Lazy Dependency(Beta)

when a node is defined as 'lazy', each of its dependency will be delayed to be resolved as much as possible.

Note that 'lazy' is transitive, if ServiceA is lazy, and ServiceA depends on ServiceB, then ServiceB is also lazy.

class UserRepo:
    def __init__(self, db: Database):
        self._db = db

    def test(self):
        return "test"

@dg.node(lazy=True)
class ServiceA:
    def __init__(self, user_repo: UserRepo, session_repo: SessionRepo):
        self._user_repo = user_repo
        self._session_repo = session_repo

        assert isinstance(self._user_repo, LazyDependent)
        assert isinstance(self._session_repo, LazyDependent)

    @property
    def user_repo(self) -> UserRepo:
        return self._user_repo

    @property
    def session_repo(self) -> SessionRepo:
        return self._session_repo

assert isinstance(instance.user_repo, LazyDependent)
assert isinstance(instance.session_repo, LazyDependent)

assert instance.user_repo.test() == "test" # user_repo would be resolved when user_repo.test is accessed.

Runtime override

dg = DependencyGraph()

class Inner:
    def __init__(self, value: str = "inner"):
        self.value = value

@dg.node
class Outer:
    def __init__(self, inner: Inner):
        self.inner = inner

# Override nested dependency
instance = dg.resolve(Outer, inner=Inner(value="overridden"))
assert instance.inner.value == "overridden"

Advanced Usage

ABC

Register ABC implementation with dg.node

you should use dg.node to let ididi know about the implementations of the ABC. you are going to resolve.

from abc import ABC, abstractmethod
class Repository(ABC):
    def __init__(self):
        pass

    @abstractmethod
    def save(self) -> None:
        """Save the repository data."""
        pass

@dag.node
class Repo1(Repository):
    def save(self) -> None:
        pass

@dag.node
class Repo2(Repository):
    def save(self) -> None:
        pass

dag.resolve(Repository)

You might also use __init_subclass__ hook to automatically register implementations.

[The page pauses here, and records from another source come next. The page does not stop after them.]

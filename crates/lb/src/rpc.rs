//! Call types and the point-to-point transport abstraction.

use fibo_common::Operation;
use std::fmt;
use std::net::SocketAddr;

// ---------------------------------------------------------------------------
// Addresses
// ---------------------------------------------------------------------------

/// A replica address in `host:port` form.
#[derive(Clone, Debug, PartialEq, Eq, Hash, PartialOrd, Ord)]
pub struct ReplicaAddr(String);

impl ReplicaAddr {
    pub fn new(authority: impl Into<String>) -> Self {
        Self(authority.into())
    }

    pub fn as_str(&self) -> &str {
        &self.0
    }

    /// URI form understood by HTTP/2 clients.
    pub fn uri(&self) -> String {
        format!("http://{}", self.0)
    }
}

impl From<SocketAddr> for ReplicaAddr {
    fn from(addr: SocketAddr) -> Self {
        Self(addr.to_string())
    }
}

impl fmt::Display for ReplicaAddr {
    fn fmt(&self, f: &mut fmt::Formatter<'_>) -> fmt::Result {
        f.write_str(&self.0)
    }
}

// ---------------------------------------------------------------------------
// Request / Response types
// ---------------------------------------------------------------------------

/// A single request as sent to a replica.
#[derive(Debug, Clone, PartialEq, Eq)]
pub enum CallRequest {
    Increment { name: String },
    Fibonacci { n: u32 },
}

impl CallRequest {
    pub fn operation(&self) -> Operation {
        match self {
            CallRequest::Increment { .. } => Operation::Increment,
            CallRequest::Fibonacci { .. } => Operation::Fibonacci,
        }
    }
}

/// One outbound call: the request plus the random input that produced it,
/// when there was one.
#[derive(Debug, Clone, PartialEq, Eq)]
pub struct CallDescriptor {
    pub request: CallRequest,
    pub tag: Option<u32>,
}

impl CallDescriptor {
    pub fn untagged(request: CallRequest) -> Self {
        Self { request, tag: None }
    }

    /// A Fibonacci call whose result must stay paired with `n`.
    pub fn tagged_fibonacci(n: u32) -> Self {
        Self {
            request: CallRequest::Fibonacci { n },
            tag: Some(n),
        }
    }
}

/// What a replica answered.
#[derive(Debug, Clone, PartialEq, Eq)]
pub enum CallValue {
    /// The replica's counter after an `Increment`.
    Count(i64),
    /// A Fibonacci value as a decimal string.
    Fibonacci(String),
}

/// A replica's reply, before it is placed in a batch.
#[derive(Debug, Clone, PartialEq, Eq)]
pub struct Reply {
    pub server_name: String,
    pub value: CallValue,
}

// ---------------------------------------------------------------------------
// Errors
// ---------------------------------------------------------------------------

#[derive(Debug, Clone, thiserror::Error)]
pub enum CallError {
    #[error("no replica address resolved for {0}")]
    NoAddresses(String),

    #[error("cannot reach {addr}: {reason}")]
    Unreachable { addr: ReplicaAddr, reason: String },

    #[error("address resolution failed: {0}")]
    Resolve(String),

    #[error("{addr} answered {code}: {message}")]
    Remote {
        addr: ReplicaAddr,
        code: String,
        message: String,
    },

    #[error("malformed reply from {addr}: {reason}")]
    MalformedReply { addr: ReplicaAddr, reason: String },

    #[error("channel is closed")]
    Closed,
}

impl CallError {
    /// Whether the call never reached a replica.
    pub fn is_connectivity(&self) -> bool {
        matches!(
            self,
            CallError::NoAddresses(_)
                | CallError::Unreachable { .. }
                | CallError::Resolve(_)
                | CallError::Closed
        )
    }
}

// ---------------------------------------------------------------------------
// Transport trait
// ---------------------------------------------------------------------------

/// Abstraction over the wire.
///
/// Implementations can be:
/// - a mock for unit tests (in-process, no real I/O)
/// - `GrpcTransport` in `fibo-net` for real deployment
#[async_trait::async_trait]
pub trait ReplicaTransport: Send + Sync + 'static {
    /// Send one request to one replica and await its reply.
    async fn call(&self, target: &ReplicaAddr, request: &CallRequest) -> Result<Reply, CallError>;

    /// Release any cached connections.
    async fn close(&self) {}
}
//! fibo-common: shared types for the fibo workspace.
//!
//! Holds the pure Fibonacci compute function used by replicas (and by tests
//! to check what replicas return), plus the `Operation` label shared by
//! server-side and client-side telemetry.

use serde::{Deserialize, Serialize};
use std::fmt;

/// Largest index whose Fibonacci value fits in a `u128`.
///
/// F(186) = 332825110087067562321196029789634457848; F(187) overflows.
pub const MAX_FIBONACCI_N: u32 = 186;

/// Most calls one batch may fan out.
///
/// A batch holds one result per call, so this also caps what a single
/// request can make the gateway allocate.
pub const MAX_ITERATIONS: i64 = 100_000;

// ---------------------------------------------------------------------------
// Fibonacci
// ---------------------------------------------------------------------------

/// Compute F(n) by iterative accumulation.
///
/// `n` must be at most [`MAX_FIBONACCI_N`]; use [`checked_fibonacci`] for
/// untrusted input.
pub fn fibonacci(n: u32) -> u128 {
    if n == 0 {
        return 0;
    }
    // Stop at F(n) rather than F(n + 1) so F(186) does not overflow.
    let (mut a, mut b) = (0u128, 1u128);
    for _ in 1..n {
        let next = a + b;
        a = b;
        b = next;
    }
    b
}

/// Validate an untrusted index and compute F(n).
pub fn checked_fibonacci(n: i64) -> Result<u128, FibonacciError> {
    let index = validate_index(n)?;
    Ok(fibonacci(index))
}

/// Check that `n` is a usable Fibonacci index.
pub fn validate_index(n: i64) -> Result<u32, FibonacciError> {
    if n < 0 {
        return Err(FibonacciError::Negative(n));
    }
    match u32::try_from(n) {
        Ok(index) if index <= MAX_FIBONACCI_N => Ok(index),
        _ => Err(FibonacciError::TooLarge(n)),
    }
}

#[derive(Debug, Clone, PartialEq, Eq, thiserror::Error)]
pub enum FibonacciError {
    #[error("fibonacci index must be >= 0, got {0}")]
    Negative(i64),

    #[error("fibonacci index {0} exceeds the maximum of {max}", max = MAX_FIBONACCI_N)]
    TooLarge(i64),
}

// ---------------------------------------------------------------------------
// Operation
// ---------------------------------------------------------------------------

/// The two RPCs a replica serves.
#[derive(Clone, Copy, Debug, PartialEq, Eq, Hash, Serialize, Deserialize)]
pub enum Operation {
    Increment,
    Fibonacci,
}

impl Operation {
    /// Label used in metrics and logs. Matches the RPC method name.
    pub fn as_str(&self) -> &'static str {
        match self {
            Operation::Increment => "Increment",
            Operation::Fibonacci => "Fibonacci",
        }
    }
}

impl fmt::Display for Operation {
    fn fmt(&self, f: &mut fmt::Formatter<'_>) -> fmt::Result {
        f.write_str(self.as_str())
    }
}

// ---------------------------------------------------------------------------
// Tests
// ---------------------------------------------------------------------------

Multiple Implementations of ABC

ididi will use the last implementation registered to resolve the ABC, you can use a factory to override this behavior.

class Repository(ABC):
    def __init__(self):
        pass

    @abstractmethod
    def save(self) -> None:
        """Save the repository data."""
        pass

@dag.node
class Repo1(Repository):
    def save(self) -> None:
        pass

@dag.node
class Repo2(Repository):
    def save(self) -> None:
        pass

@dag.node
def repo_factory() -> Repository:
    return Repo1()

assert Repository in dag.nodes

repo = dag.resolve(Repository)
assert isinstance(repo, Repo1)

Resolve Rules

  • If a node has a factory, it will be used to create the instance.
  • Otherwise, the node will be created using the __init__ method.
    • Parent's __init__ will be called if no __init__ is defined in the node.
  • bulitin types are not resolvable by nature, it requires default value to be provided.